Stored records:

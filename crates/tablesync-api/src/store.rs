//! Process-local collaborators for running the server standalone.
//!
//! Durable storage and narrative generation belong to other services. Until
//! those are wired in, the binary keeps session records in memory and
//! reports narration as unavailable.

use std::sync::Arc;

use async_trait::async_trait;
use dashmap::DashMap;
use tablesync_core::clock::Clock;
use tablesync_core::error::DomainError;
use tablesync_core::id::{CharacterId, SessionId};
use tablesync_core::narrator::NarrativeEngine;
use tablesync_core::store::{CharacterUpdate, SessionRecord, SessionStore};
use tracing::{debug, info};

/// Session store that opens a record for any session id on first load.
pub struct MemorySessionStore {
    sessions: DashMap<SessionId, SessionRecord>,
    characters: DashMap<CharacterId, serde_json::Map<String, serde_json::Value>>,
    clock: Arc<dyn Clock>,
}

impl MemorySessionStore {
    /// An empty store.
    #[must_use]
    pub fn new(clock: Arc<dyn Clock>) -> Self {
        Self {
            sessions: DashMap::new(),
            characters: DashMap::new(),
            clock,
        }
    }
}

#[async_trait]
impl SessionStore for MemorySessionStore {
    async fn load_session(
        &self,
        session_id: SessionId,
    ) -> Result<Option<SessionRecord>, DomainError> {
        let record = self
            .sessions
            .entry(session_id)
            .or_insert_with(|| {
                info!(session_id = %session_id, "Opening new session record");
                let short: String = session_id.to_string().chars().take(8).collect();
                SessionRecord::new(session_id, format!("Session {short}"), self.clock.now())
            })
            .clone();
        Ok(Some(record))
    }

    async fn save_session(&self, record: &SessionRecord) -> Result<(), DomainError> {
        self.sessions.insert(record.session_id, record.clone());
        debug!(session_id = %record.session_id, "Session record saved");
        Ok(())
    }

    async fn save_character_update(&self, update: &CharacterUpdate) -> Result<(), DomainError> {
        let mut sheet = self.characters.entry(update.character_id).or_default();
        for (field, value) in &update.updates {
            sheet.insert(field.clone(), value.clone());
        }
        Ok(())
    }
}

/// Narrative engine stand-in that always fails.
#[derive(Debug, Default)]
pub struct UnavailableNarrator;

#[async_trait]
impl NarrativeEngine for UnavailableNarrator {
    async fn narrate(&self, _session_id: SessionId, _prompt: &str) -> Result<String, DomainError> {
        Err(DomainError::Infrastructure(
            "no narrative engine configured".to_owned(),
        ))
    }
}

#[cfg(test)]
mod tests {
    use super::*;
    use chrono::{TimeZone, Utc};
    use serde_json::json;
    use tablesync_core::id::{Identity, UserId};
    use tablesync_test_support::FixedClock;

    fn store() -> MemorySessionStore {
        MemorySessionStore::new(Arc::new(FixedClock(
            Utc.with_ymd_and_hms(2026, 1, 15, 10, 0, 0).unwrap(),
        )))
    }

    #[tokio::test]
    async fn test_load_opens_record_once() {
        let store = store();
        let id = SessionId::new();
        let first = store.load_session(id).await.unwrap().unwrap();
        let mut changed = first.clone();
        changed.scene = Some("A misty bog".to_owned());
        store.save_session(&changed).await.unwrap();

        let again = store.load_session(id).await.unwrap().unwrap();
        assert_eq!(again.scene.as_deref(), Some("A misty bog"));
        assert!(again.name.starts_with("Session "));
    }

    #[tokio::test]
    async fn test_character_updates_merge_fields() {
        let store = store();
        let character_id = CharacterId::new();
        let by = Identity::new(UserId::new(), "Aria");
        for updates in [json!({ "hp": 10, "ac": 15 }), json!({ "hp": 7 })] {
            let serde_json::Value::Object(updates) = updates else {
                unreachable!();
            };
            store
                .save_character_update(&CharacterUpdate {
                    session_id: SessionId::new(),
                    character_id,
                    updates,
                    updated_by: by.clone(),
                    updated_at: Utc::now(),
                })
                .await
                .unwrap();
        }
        let sheet = store.characters.get(&character_id).unwrap();
        assert_eq!(sheet["hp"], 7);
        assert_eq!(sheet["ac"], 15);
    }

    #[tokio::test]
    async fn test_unavailable_narrator_is_infrastructure_failure() {
        let result = UnavailableNarrator.narrate(SessionId::new(), "hello").await;
        assert!(matches!(result, Err(DomainError::Infrastructure(_))));
    }
}
impl SessionActor {
    /// Starts an actor for `record` and returns its mailbox.
    pub(crate) fn spawn(
        record: SessionRecord,
        ctx: ActorContext,
        mailbox: usize,
    ) -> mpsc::Sender<SessionCommand> {
        let (tx, rx) = mpsc::channel(mailbox.max(1));
        let (saves, pending) = mpsc::unbounded_channel();
        tokio::spawn(write_records(Arc::clone(&ctx.store), pending));
        let now = ctx.clock.now();
        let actor = Self {
            room: SessionRoom::new(now),
            table: TableState::with_scene(record.scene.clone(), record.updated_at),
            seq: 0,
            actions: RecentLog::new(ctx.log_retention),
            chat: RecentLog::new(ctx.log_retention),
            rolls: RecentLog::new(ctx.log_retention),
            saves,
            record,
            ctx,
        };
        tokio::spawn(actor.run(rx));
        tx
    }

    fn session_id(&self) -> SessionId {
        self.record.session_id
    }

    async fn run(mut self, mut inbox: mpsc::Receiver<SessionCommand>) {
        info!(session_id = %self.session_id(), "Session room opened");
        while let Some(command) = inbox.recv().await {
            match command {
                SessionCommand::Join {
                    identity,
                    connection_id,
                    reply,
                } => {
                    let members = self.join(&identity, connection_id);
                    let _ = reply.send(Ok(members));
                }
                SessionCommand::Leave { identity, reply } => {
                    let _ = reply.send(self.leave(&identity));
                }
                SessionCommand::Snapshot {
                    user_id,
                    connection_id,
                    reply,
                } => {
                    let _ = reply.send(self.send_snapshot(user_id, connection_id));
                }
                SessionCommand::Apply {
                    origin,
                    mutation,
                    reply,
                } => {
                    let _ = reply.send(self.apply(&origin, mutation));
                }
                SessionCommand::SweepIfIdle { threshold, reply } => {
                    let idle = self.room.is_idle_for(threshold, self.ctx.clock.now());
                    let _ = reply.send(idle);
                    if idle {
                        break;
                    }
                }
            }
        }
        // Dropping the inbox drops any queued commands with their reply
        // channels; callers see the closed channel and retry on a new room.
        info!(
            session_id = %self.session_id(),
            last_seq = self.seq,
            "Session room evicted"
        );
    }

    // --- membership ---

    fn join(&mut self, identity: &Identity, connection_id: ConnectionId) -> Vec<MemberPresence> {
        let now = self.ctx.clock.now();
        let newly_added = self.room.join(identity, now);
        let members = self.presence();

        self.send_targeted(
            connection_id,
            ServerEvent::SessionJoined {
                session_id: self.session_id(),
                name: self.record.name.clone(),
                members: members.clone(),
            },
        );
        let snapshot = self.snapshot_for(identity.user_id);
        self.send_targeted(connection_id, ServerEvent::SessionState { snapshot });

        if newly_added {
            self.broadcast(
                Origin::Server,
                ServerEvent::PlayerJoined {
                    identity: identity.clone(),
                    members: members.clone(),
                },
            );
            info!(
                session_id = %self.session_id(),
                user_id = %identity.user_id,
                members = members.len(),
                "Player joined"
            );
        }
        members
    }

    /// Removes the user unless another of their connections is still bound
    /// here. Runs in mailbox order, so a bind that raced the leave wins.
    fn leave(&mut self, identity: &Identity) -> bool {
        if self.ctx.registry.is_online(identity.user_id, self.session_id()) {
            debug!(
                session_id = %self.session_id(),
                user_id = %identity.user_id,
                "User still has a connection in the session"
            );
            return false;
        }
        let now = self.ctx.clock.now();
        let Some(left) = self.room.leave(identity.user_id, now) else {
            return false;
        };
        let members = self.presence();
        self.broadcast(
            Origin::Server,
            ServerEvent::PlayerLeft {
                identity: left,
                members,
            },
        );
        info!(
            session_id = %self.session_id(),
            user_id = %identity.user_id,
            empty = self.room.is_empty(),
            "Player left"
        );
        true
    }

    fn presence(&self) -> Vec<MemberPresence> {
        self.room
            .members()
            .map(|identity| MemberPresence {
                user_id: identity.user_id,
                display_name: identity.display_name.clone(),
                online: self
                    .ctx
                    .registry
                    .is_online(identity.user_id, self.session_id()),
            })
            .collect()
    }

    fn require_member(&self, user_id: UserId) -> Result<(), DomainError> {
        if self.room.is_member(user_id) {
            Ok(())
        } else {
            Err(DomainError::NotAMember(self.session_id()))
        }
    }

    // --- snapshots ---

    fn snapshot_for(&self, user_id: UserId) -> SessionSnapshot {
        SessionSnapshot {
            session_id: self.session_id(),
            name: self.record.name.clone(),
            seq: self.seq,
            scene: self.table.scene().cloned(),
            members: self.presence(),
            combat: self.table.snapshot(),
            recent_actions: self.actions.to_vec(),
            recent_chat: self.chat.collect_where(|entry| entry.is_visible_to(user_id)),
            recent_rolls: self.rolls.to_vec(),
            created_at: self.room.created_at(),
            last_activity: self.room.last_activity(),
        }
    }

    fn send_snapshot(&self, user_id: UserId, connection_id: ConnectionId) -> Result<(), DomainError> {
        self.require_member(user_id)?;
        let snapshot = self.snapshot_for(user_id);
        self.send_targeted(connection_id, ServerEvent::SessionState { snapshot });
        Ok(())
    }

    // --- mutations ---

    fn apply(&mut self, origin: &Identity, mutation: Mutation) -> Result<(), DomainError> {
        self.require_member(origin.user_id)?;
        match mutation {
            Mutation::Action(payload) => self.apply_action(origin, payload)?,
            Mutation::Narration { payload, text } => {
                self.echo_action(origin, payload);
                let event = GameEvent {
                    kind: GameEventKind::Narration,
                    text,
                    requested_by: origin.clone(),
                    at: self.ctx.clock.now(),
                };
                self.broadcast(Origin::Server, ServerEvent::GameEvent(event));
            }
            Mutation::DiceRoll(result) => {
                self.rolls.push(result.clone());
                self.broadcast(Origin::Client(origin.clone()), ServerEvent::DiceRoll(result));
            }
            Mutation::Chat { payload, route } => self.apply_chat(origin, payload, route)?,
            Mutation::CharacterUpdate(update) => {
                self.broadcast(
                    Origin::Client(origin.clone()),
                    ServerEvent::CharacterUpdate(update),
                );
            }
        }
        self.room.touch(self.ctx.clock.now());
        Ok(())
    }

    /// Computes the transition first; nothing is logged or broadcast unless
    /// it succeeds.
    fn apply_action(
        &mut self,
        origin: &Identity,
        payload: GameActionPayload,
    ) -> Result<(), DomainError> {
        match payload.action {
            ActionType::Move
            | ActionType::Attack
            | ActionType::Skill
            | ActionType::Interact
            | ActionType::Speak
            | ActionType::Custom => self.echo_action(origin, payload),
            ActionType::EnterCombat => {
                let combatants: Vec<CombatantSpec> = payload.metadata.require(keys::COMBATANTS)?;
                let change = self.table.enter_combat(combatants)?;
                self.echo_action(origin, payload);
                self.announce_turn(change, true);
            }
            ActionType::AdvanceTurn => {
                let change = self.table.advance_turn()?;
                self.echo_action(origin, payload);
                self.announce_turn(change, true);
            }
            ActionType::ExitCombat => {
                let snapshot = self.table.exit_combat()?;
                self.echo_action(origin, payload);
                self.broadcast(Origin::Server, ServerEvent::CombatStateChange(snapshot));
            }
            ActionType::AddCombatant => {
                let combatant: CombatantSpec = payload.metadata.require(keys::COMBATANT)?;
                let change = self.table.add_combatant(combatant)?;
                self.echo_action(origin, payload);
                self.announce_roster(change.snapshot, change.turn);
            }
            ActionType::RemoveCombatant => {
                let character_id: CharacterId = payload.metadata.require(keys::CHARACTER_ID)?;
                let change = self.table.remove_combatant(character_id)?;
                self.echo_action(origin, payload);
                self.announce_roster(change.snapshot, change.turn);
            }
            ActionType::ChangeScene => {
                let now = self.ctx.clock.now();
                let scene = self.table.change_scene(&payload.content, origin, now)?;
                self.echo_action(origin, payload);
                self.broadcast(Origin::Server, ServerEvent::SceneChange(scene.clone()));
                self.persist_scene(scene.description, now);
            }
            ActionType::UpdateQuest => {
                let quest: serde_json::Value = payload.metadata.require(keys::QUEST)?;
                let update = QuestUpdate {
                    quest,
                    content: payload.content.trim().to_owned(),
                    updated_by: origin.clone(),
                    at: self.ctx.clock.now(),
                };
                self.echo_action(origin, payload);
                self.broadcast(Origin::Server, ServerEvent::QuestUpdate(update));
            }
            ActionType::RequestNarration => {
                return Err(DomainError::Validation(
                    "narration requests must carry generated text".to_owned(),
                ));
            }
        }
        Ok(())
    }

    fn apply_chat(
        &mut self,
        origin: &Identity,
        payload: ChatPayload,
        route: ChatRoute,
    ) -> Result<(), DomainError> {
        if let ChatRoute::Whisper(target) = route {
            if !self.room.is_member(target) {
                return Err(DomainError::Validation(
                    "whisper target is not in this session".to_owned(),
                ));
            }
        }
        let entry = ChatLogEntry {
            id: Uuid::now_v7(),
            session_id: self.session_id(),
            kind: payload.kind,
            message: payload.message.trim().to_owned(),
            sender: origin.clone(),
            target: payload.target,
            sent_at: self.ctx.clock.now(),
        };
        self.chat.push(entry.clone());
        let from = Origin::Client(origin.clone());
        match route {
            ChatRoute::Room => {
                self.broadcast(from, ServerEvent::ChatMessage(entry));
            }
            ChatRoute::Whisper(target) => {
                let mut recipients = vec![origin.user_id];
                if target != origin.user_id {
                    recipients.push(target);
                }
                let envelope = Envelope::targeted(
                    self.session_id(),
                    from,
                    ServerEvent::ChatMessage(entry),
                    self.ctx.clock.now(),
                );
                self.ctx
                    .dispatcher
                    .publish(self.session_id(), &recipients, envelope);
            }
        }
        Ok(())
    }

    fn log_action(&mut self, origin: &Identity, payload: GameActionPayload) -> ActionLogEntry {
        let entry = ActionLogEntry {
            id: Uuid::now_v7(),
            session_id: self.session_id(),
            action: payload.action,
            content: payload.content.trim().to_owned(),
            metadata: payload.metadata,
            actor: origin.clone(),
            at: self.ctx.clock.now(),
        };
        self.actions.push(entry.clone());
        entry
    }

    fn echo_action(&mut self, origin: &Identity, payload: GameActionPayload) {
        let entry = self.log_action(origin, payload);
        self.broadcast(Origin::Client(origin.clone()), ServerEvent::GameAction(entry));
    }

    fn announce_turn(&mut self, change: TurnChange, state_changed: bool) {
        if state_changed {
            self.broadcast(
                Origin::Server,
                ServerEvent::CombatStateChange(change.snapshot.clone()),
            );
        }
        debug!(
            session_id = %self.session_id(),
            round = ?change.snapshot.round,
            turn_index = ?change.snapshot.turn_index,
            "Turn passed"
        );
        self.broadcast(Origin::Server, ServerEvent::player_turn(&change));
    }

    fn announce_roster(&mut self, snapshot: CombatSnapshot, turn: Option<TurnChange>) {
        self.broadcast(Origin::Server, ServerEvent::InitiativeUpdate(snapshot));
        if let Some(change) = turn {
            self.announce_turn(change, false);
        }
    }

    /// Queues the updated record for this session's writer. Saves happen
    /// off the actor and land in the order the scenes were applied.
    fn persist_scene(&mut self, description: String, now: DateTime<Utc>) {
        self.record.scene = Some(description);
        self.record.updated_at = now;
        if self.saves.send(self.record.clone()).is_err() {
            warn!(session_id = %self.session_id(), "Session writer stopped; scene not persisted");
        }
    }

    // --- delivery ---

    fn broadcast(&mut self, origin: Origin, event: ServerEvent) {
        self.seq += 1;
        let envelope = Envelope::room(
            self.session_id(),
            self.seq,
            origin,
            event,
            self.ctx.clock.now(),
        );
        let recipients = self.room.member_ids();
        self.ctx
            .dispatcher
            .publish(self.session_id(), &recipients, envelope);
    }

    fn send_targeted(&self, connection_id: ConnectionId, event: ServerEvent) {
        let envelope =
            Envelope::targeted(self.session_id(), Origin::Server, event, self.ctx.clock.now());
        self.ctx.dispatcher.send_to(connection_id, envelope);
    }
}
impl TableState {
    /// Creates an idle table with no scene.
    #[must_use]
    pub fn new() -> Self {
        Self::default()
    }

    /// Creates an idle table restored to a persisted scene description.
    #[must_use]
    pub fn with_scene(description: Option<String>, restored_at: DateTime<Utc>) -> Self {
        Self {
            encounter: None,
            scene: description.map(|description| Scene {
                description,
                changed_by: None,
                changed_at: restored_at,
            }),
        }
    }

    /// Whether an encounter is running.
    #[must_use]
    pub fn is_in_combat(&self) -> bool {
        self.encounter.is_some()
    }

    /// The current scene, if any.
    #[must_use]
    pub fn scene(&self) -> Option<&Scene> {
        self.scene.as_ref()
    }

    /// The combatant whose turn it is.
    #[must_use]
    pub fn current(&self) -> Option<&InitiativeEntry> {
        self.encounter.as_ref().map(Encounter::current)
    }

    /// Current combat state as an immutable snapshot.
    #[must_use]
    pub fn snapshot(&self) -> CombatSnapshot {
        match &self.encounter {
            None => CombatSnapshot::idle(),
            Some(encounter) => CombatSnapshot {
                in_combat: true,
                round: Some(encounter.round),
                turn_index: Some(encounter.turn_index),
                initiative: encounter.order.clone(),
            },
        }
    }

    fn encounter_mut(&mut self, action: &str) -> Result<&mut Encounter, DomainError> {
        self.encounter.as_mut().ok_or_else(|| {
            DomainError::InvalidTransition(format!("cannot {action} while not in combat"))
        })
    }

    fn turn_change(&self, new_round: bool) -> Option<TurnChange> {
        let current = self.current()?.clone();
        Some(TurnChange {
            snapshot: self.snapshot(),
            current,
            new_round,
        })
    }

    /// Starts an encounter: sorts the list, round 1, first combatant acts.
    ///
    /// # Errors
    ///
    /// Returns `DomainError::InvalidTransition` if already in combat, or
    /// `DomainError::Validation` if the initiative list is unusable.
    pub fn enter_combat(&mut self, combatants: Vec<CombatantSpec>) -> Result<TurnChange, DomainError> {
        if self.encounter.is_some() {
            return Err(DomainError::InvalidTransition(
                "combat is already in progress".to_owned(),
            ));
        }
        let order = build_order(combatants)?;
        debug!(combatants = order.len(), "entering combat");
        self.encounter = Some(Encounter {
            round: 1,
            turn_index: 0,
            order,
        });
        self.turn_change(true).ok_or_else(|| {
            DomainError::Infrastructure("encounter started without combatants".to_owned())
        })
    }

    /// Ends the current turn and hands it to the next combatant, wrapping
    /// into a new round after the last one.
    ///
    /// # Errors
    ///
    /// Returns `DomainError::InvalidTransition` if not in combat.
    pub fn advance_turn(&mut self) -> Result<TurnChange, DomainError> {
        let encounter = self.encounter_mut("advance the turn")?;
        let acting = encounter.turn_index;
        encounter.order[acting].has_acted = true;
        encounter.turn_index += 1;
        let new_round = encounter.turn_index >= encounter.order.len();
        if new_round {
            encounter.start_next_round();
        }
        self.turn_change(new_round).ok_or_else(|| {
            DomainError::Infrastructure("encounter lost its combatants".to_owned())
        })
    }

    /// Ends the encounter and returns to idle.
    ///
    /// # Errors
    ///
    /// Returns `DomainError::InvalidTransition` if not in combat.
    pub fn exit_combat(&mut self) -> Result<CombatSnapshot, DomainError> {
        self.encounter_mut("exit combat")?;
        self.encounter = None;
        debug!("combat ended");
        Ok(CombatSnapshot::idle())
    }

    /// Inserts a combatant mid-fight at its initiative position. The
    /// combatant currently acting keeps the turn.
    ///
    /// # Errors
    ///
    /// Returns `DomainError::InvalidTransition` if not in combat, or
    /// `DomainError::Validation` for a malformed or duplicate combatant.
    pub fn add_combatant(&mut self, combatant: CombatantSpec) -> Result<RosterChange, DomainError> {
        combatant.validate()?;
        let encounter = self.encounter_mut("add a combatant")?;
        if encounter
            .order
            .iter()
            .any(|e| e.character_id == combatant.character_id)
        {
            return Err(DomainError::Validation(format!(
                "character {} is already in the initiative list",
                combatant.character_id
            )));
        }
        if encounter.order.len() >= MAX_COMBATANTS {
            return Err(DomainError::Validation(format!(
                "initiative list is limited to {MAX_COMBATANTS} combatants"
            )));
        }

        let entry = InitiativeEntry::from(combatant);
        let position = encounter
            .order
            .partition_point(|existing| turn_order(existing, &entry).is_lt());
        encounter.order.insert(position, entry);
        if position <= encounter.turn_index {
            encounter.turn_index += 1;
        }

        Ok(RosterChange {
            snapshot: self.snapshot(),
            turn: None,
        })
    }

    /// Removes a combatant mid-fight. If it was acting, the turn passes to
    /// the next combatant (wrapping into a new round if it was last).
    ///
    /// # Errors
    ///
    /// Returns `DomainError::InvalidTransition` if not in combat or if this
    /// is the last combatant, and `DomainError::Validation` if the character
    /// is not in the initiative list.
    pub fn remove_combatant(&mut self, character_id: CharacterId) -> Result<RosterChange, DomainError> {
        let encounter = self.encounter_mut("remove a combatant")?;
        let position = encounter
            .order
            .iter()
            .position(|e| e.character_id == character_id)
            .ok_or_else(|| {
                DomainError::Validation(format!(
                    "character {character_id} is not in the initiative list"
                ))
            })?;
        if encounter.order.len() == 1 {
            return Err(DomainError::InvalidTransition(
                "cannot remove the last combatant; exit combat instead".to_owned(),
            ));
        }

        encounter.order.remove(position);
        let was_acting = position == encounter.turn_index;
        let mut new_round = false;
        if position < encounter.turn_index {
            encounter.turn_index -= 1;
        } else if was_acting && encounter.turn_index >= encounter.order.len() {
            encounter.start_next_round();
            new_round = true;
        }

        let turn = if was_acting {
            self.turn_change(new_round)
        } else {
            None
        };
        Ok(RosterChange {
            snapshot: self.snapshot(),
            turn,
        })
    }

    /// Replaces the scene. Valid in any combat state.
    ///
    /// # Errors
    ///
    /// Returns `DomainError::Validation` for an empty or oversized description.
    pub fn change_scene(
        &mut self,
        description: &str,
        changed_by: &Identity,
        changed_at: DateTime<Utc>,
    ) -> Result<Scene, DomainError> {
        let description = validate_description(description)?;
        let scene = Scene {
            description,
            changed_by: Some(changed_by.clone()),
            changed_at,
        };
        self.scene = Some(scene.clone());
        Ok(scene)
    }
}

(REQUIREMENT)
Scan the records above and show every line in which the word "metadata" occurs.

(ANSWER BOX)
                let combatants: Vec<CombatantSpec> = payload.metadata.require(keys::COMBATANTS)?;
                let combatant: CombatantSpec = payload.metadata.require(keys::COMBATANT)?;
                let character_id: CharacterId = payload.metadata.require(keys::CHARACTER_ID)?;
                let quest: serde_json::Value = payload.metadata.require(keys::QUEST)?;
            metadata: payload.metadata,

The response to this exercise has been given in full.